Dataset excerpts:
-=-=-=-=-

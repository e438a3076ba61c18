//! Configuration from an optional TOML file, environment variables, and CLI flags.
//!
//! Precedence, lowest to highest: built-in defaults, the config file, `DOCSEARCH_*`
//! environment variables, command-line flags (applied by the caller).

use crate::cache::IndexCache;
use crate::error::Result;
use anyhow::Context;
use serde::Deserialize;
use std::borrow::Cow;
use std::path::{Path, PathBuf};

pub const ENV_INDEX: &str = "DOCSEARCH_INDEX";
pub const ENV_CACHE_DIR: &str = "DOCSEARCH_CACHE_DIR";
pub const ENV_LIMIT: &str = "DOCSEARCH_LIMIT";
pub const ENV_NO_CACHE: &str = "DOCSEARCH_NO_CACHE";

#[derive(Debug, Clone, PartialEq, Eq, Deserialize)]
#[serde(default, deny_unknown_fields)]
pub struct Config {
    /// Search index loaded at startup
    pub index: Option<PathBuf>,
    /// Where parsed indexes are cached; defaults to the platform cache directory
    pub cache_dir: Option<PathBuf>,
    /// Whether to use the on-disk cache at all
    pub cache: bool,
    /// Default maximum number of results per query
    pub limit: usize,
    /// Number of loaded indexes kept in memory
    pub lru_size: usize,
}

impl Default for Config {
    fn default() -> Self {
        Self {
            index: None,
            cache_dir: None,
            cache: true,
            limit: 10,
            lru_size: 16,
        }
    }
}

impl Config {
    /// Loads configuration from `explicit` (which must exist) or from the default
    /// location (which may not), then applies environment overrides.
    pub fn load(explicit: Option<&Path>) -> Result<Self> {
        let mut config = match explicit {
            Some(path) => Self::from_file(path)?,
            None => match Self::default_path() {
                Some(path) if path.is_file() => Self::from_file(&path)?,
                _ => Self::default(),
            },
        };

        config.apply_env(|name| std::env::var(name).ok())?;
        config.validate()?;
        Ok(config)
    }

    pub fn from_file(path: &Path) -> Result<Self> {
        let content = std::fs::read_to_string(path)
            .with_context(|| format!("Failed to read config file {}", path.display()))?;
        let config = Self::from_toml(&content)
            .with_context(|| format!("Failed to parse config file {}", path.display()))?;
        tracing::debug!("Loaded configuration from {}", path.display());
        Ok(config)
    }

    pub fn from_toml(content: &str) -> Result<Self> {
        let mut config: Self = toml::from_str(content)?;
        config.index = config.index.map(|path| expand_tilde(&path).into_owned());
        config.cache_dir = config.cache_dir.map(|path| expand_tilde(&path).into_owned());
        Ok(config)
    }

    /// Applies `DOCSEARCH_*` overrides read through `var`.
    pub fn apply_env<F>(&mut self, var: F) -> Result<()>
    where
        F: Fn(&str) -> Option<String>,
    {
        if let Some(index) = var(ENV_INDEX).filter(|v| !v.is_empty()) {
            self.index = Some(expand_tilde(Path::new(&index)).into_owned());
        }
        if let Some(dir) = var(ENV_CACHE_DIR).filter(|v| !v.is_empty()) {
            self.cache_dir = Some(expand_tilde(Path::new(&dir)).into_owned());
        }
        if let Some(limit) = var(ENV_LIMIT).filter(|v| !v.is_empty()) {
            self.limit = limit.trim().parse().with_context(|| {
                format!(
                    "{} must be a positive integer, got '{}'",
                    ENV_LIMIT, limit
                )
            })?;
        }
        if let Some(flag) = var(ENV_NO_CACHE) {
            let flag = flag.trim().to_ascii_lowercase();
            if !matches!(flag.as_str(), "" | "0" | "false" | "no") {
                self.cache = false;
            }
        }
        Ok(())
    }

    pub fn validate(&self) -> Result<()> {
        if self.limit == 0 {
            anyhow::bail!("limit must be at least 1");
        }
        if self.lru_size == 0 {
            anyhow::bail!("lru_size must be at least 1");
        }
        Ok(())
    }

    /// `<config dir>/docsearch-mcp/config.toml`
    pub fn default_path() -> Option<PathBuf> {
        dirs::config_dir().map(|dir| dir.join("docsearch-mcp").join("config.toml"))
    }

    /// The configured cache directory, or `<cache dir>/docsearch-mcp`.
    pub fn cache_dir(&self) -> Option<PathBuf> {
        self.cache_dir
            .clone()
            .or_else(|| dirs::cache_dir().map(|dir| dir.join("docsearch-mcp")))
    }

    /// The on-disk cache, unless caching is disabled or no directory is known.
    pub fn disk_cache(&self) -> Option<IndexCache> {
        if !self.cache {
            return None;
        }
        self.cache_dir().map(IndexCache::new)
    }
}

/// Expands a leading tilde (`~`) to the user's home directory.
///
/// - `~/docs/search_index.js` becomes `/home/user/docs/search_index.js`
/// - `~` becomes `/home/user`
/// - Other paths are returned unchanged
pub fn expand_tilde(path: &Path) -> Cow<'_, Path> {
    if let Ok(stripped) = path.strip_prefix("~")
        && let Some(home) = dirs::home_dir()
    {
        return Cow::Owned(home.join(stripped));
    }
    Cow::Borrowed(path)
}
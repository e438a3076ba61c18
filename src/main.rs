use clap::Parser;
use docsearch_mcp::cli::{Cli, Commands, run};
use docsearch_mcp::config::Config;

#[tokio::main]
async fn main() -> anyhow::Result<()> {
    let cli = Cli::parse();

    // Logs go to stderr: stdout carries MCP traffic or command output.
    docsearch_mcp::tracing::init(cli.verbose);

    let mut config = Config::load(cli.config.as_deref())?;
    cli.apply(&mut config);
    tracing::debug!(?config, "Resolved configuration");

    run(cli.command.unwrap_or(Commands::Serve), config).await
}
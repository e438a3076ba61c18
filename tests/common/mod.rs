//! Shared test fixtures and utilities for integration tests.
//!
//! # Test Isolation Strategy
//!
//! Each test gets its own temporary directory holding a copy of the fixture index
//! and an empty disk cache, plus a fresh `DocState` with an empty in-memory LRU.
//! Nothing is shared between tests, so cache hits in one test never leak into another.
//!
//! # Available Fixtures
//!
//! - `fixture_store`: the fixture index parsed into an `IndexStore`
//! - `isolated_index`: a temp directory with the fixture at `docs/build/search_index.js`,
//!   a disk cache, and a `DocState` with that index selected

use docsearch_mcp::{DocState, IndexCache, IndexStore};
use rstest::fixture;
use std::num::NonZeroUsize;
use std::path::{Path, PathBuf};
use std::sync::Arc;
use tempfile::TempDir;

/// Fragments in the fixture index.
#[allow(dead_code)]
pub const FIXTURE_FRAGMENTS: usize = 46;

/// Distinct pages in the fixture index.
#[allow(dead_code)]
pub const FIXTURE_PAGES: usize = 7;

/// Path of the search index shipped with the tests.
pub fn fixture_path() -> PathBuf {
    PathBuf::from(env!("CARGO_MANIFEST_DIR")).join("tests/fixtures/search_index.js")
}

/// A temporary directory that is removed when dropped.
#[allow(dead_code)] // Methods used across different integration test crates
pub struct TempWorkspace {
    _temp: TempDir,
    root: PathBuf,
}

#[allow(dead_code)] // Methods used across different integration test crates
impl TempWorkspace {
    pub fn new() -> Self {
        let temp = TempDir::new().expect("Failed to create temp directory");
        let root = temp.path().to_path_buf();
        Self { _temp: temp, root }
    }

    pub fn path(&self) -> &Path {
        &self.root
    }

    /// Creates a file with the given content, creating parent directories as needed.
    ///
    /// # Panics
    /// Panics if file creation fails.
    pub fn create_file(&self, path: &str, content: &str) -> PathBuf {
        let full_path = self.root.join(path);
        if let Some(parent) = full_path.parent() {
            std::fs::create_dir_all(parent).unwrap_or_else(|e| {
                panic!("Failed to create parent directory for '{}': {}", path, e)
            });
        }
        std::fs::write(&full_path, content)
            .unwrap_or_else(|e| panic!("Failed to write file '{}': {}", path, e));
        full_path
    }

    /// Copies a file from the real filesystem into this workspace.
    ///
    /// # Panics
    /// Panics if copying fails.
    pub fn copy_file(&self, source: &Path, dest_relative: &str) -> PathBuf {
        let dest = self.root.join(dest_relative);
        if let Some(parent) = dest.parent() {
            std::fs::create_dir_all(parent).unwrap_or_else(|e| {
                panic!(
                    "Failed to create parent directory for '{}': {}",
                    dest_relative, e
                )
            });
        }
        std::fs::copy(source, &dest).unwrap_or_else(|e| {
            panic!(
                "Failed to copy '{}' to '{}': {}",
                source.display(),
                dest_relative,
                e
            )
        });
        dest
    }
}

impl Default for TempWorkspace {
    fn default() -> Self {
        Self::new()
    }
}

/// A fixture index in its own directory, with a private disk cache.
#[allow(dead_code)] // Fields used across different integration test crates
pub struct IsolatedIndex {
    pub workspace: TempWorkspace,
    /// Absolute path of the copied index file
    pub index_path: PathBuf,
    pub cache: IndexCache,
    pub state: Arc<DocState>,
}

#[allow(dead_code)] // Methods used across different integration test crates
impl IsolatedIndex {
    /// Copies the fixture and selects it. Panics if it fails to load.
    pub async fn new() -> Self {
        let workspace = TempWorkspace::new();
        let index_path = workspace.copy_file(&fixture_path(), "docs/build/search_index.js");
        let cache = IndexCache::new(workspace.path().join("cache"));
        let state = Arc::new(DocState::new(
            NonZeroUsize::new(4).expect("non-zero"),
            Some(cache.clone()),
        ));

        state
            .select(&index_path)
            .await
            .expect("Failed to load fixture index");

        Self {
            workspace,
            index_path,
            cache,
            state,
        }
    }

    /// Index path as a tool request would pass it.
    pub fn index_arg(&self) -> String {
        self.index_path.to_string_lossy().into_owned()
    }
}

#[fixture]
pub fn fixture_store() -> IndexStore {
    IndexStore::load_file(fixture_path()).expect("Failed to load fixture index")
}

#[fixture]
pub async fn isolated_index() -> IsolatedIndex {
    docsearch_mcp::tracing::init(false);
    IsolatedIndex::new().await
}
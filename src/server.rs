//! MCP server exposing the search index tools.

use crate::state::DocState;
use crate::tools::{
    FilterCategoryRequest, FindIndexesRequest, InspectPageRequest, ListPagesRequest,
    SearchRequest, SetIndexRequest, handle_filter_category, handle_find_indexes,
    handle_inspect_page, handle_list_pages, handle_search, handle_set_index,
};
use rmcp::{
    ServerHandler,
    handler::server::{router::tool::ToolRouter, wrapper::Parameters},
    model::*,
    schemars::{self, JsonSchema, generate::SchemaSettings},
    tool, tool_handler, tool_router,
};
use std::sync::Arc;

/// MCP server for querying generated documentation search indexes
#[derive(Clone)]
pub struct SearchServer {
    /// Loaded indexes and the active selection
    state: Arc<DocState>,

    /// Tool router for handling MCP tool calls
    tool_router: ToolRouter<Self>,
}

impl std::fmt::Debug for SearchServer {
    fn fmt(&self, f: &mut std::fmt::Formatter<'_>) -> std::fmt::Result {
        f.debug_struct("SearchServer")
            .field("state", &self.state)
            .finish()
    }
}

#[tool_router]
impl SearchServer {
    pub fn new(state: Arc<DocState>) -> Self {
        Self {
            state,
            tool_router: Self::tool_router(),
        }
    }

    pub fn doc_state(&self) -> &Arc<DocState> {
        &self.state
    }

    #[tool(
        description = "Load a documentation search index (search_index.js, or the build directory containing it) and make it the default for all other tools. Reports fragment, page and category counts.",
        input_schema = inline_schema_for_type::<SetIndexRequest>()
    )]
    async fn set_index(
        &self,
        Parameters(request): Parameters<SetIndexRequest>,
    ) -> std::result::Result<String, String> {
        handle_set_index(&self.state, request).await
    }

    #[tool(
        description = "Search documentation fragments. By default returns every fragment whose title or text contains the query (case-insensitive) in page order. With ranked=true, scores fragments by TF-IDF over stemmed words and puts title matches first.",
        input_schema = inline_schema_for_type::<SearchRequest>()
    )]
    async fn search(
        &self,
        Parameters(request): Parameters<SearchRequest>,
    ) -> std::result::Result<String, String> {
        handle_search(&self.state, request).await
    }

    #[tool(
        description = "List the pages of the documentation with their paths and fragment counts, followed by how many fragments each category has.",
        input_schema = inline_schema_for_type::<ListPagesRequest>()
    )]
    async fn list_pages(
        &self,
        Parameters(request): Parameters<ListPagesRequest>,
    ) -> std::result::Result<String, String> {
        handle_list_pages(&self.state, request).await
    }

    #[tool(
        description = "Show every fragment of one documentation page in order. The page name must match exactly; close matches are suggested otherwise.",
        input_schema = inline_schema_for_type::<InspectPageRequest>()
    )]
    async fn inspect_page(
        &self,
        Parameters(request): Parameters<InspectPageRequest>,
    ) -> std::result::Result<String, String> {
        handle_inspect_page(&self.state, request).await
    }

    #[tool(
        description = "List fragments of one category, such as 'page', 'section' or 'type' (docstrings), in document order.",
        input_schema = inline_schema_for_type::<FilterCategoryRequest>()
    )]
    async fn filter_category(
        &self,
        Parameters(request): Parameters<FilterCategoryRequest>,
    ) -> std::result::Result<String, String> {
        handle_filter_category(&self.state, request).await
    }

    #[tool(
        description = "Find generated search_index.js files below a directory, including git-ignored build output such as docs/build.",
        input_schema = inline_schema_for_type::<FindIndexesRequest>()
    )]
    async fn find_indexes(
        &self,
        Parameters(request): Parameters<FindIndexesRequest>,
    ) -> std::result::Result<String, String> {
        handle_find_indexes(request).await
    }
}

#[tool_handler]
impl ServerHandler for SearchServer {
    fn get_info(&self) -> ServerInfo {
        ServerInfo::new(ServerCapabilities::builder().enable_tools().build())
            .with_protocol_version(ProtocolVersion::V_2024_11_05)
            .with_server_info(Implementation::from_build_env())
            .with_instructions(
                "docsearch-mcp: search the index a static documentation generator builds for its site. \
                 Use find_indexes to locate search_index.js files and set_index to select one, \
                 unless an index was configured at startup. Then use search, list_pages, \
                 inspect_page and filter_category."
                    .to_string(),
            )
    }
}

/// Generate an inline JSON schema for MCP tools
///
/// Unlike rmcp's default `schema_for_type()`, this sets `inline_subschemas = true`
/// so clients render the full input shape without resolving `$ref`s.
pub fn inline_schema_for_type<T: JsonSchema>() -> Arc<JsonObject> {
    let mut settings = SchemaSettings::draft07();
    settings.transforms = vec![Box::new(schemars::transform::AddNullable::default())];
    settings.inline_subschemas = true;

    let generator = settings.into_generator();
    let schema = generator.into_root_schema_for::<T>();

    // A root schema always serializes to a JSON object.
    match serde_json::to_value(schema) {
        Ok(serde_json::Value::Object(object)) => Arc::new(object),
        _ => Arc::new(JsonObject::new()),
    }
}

-=-=-=-=-

● **TASK PROMPT**: What lines hold the string "display"? Pick them out of the data.

● **TASK ANSWER**:
            .with_context(|| format!("Failed to read config file {}", path.display()))?;
            .with_context(|| format!("Failed to parse config file {}", path.display()))?;
        tracing::debug!("Loaded configuration from {}", path.display());
                source.display(),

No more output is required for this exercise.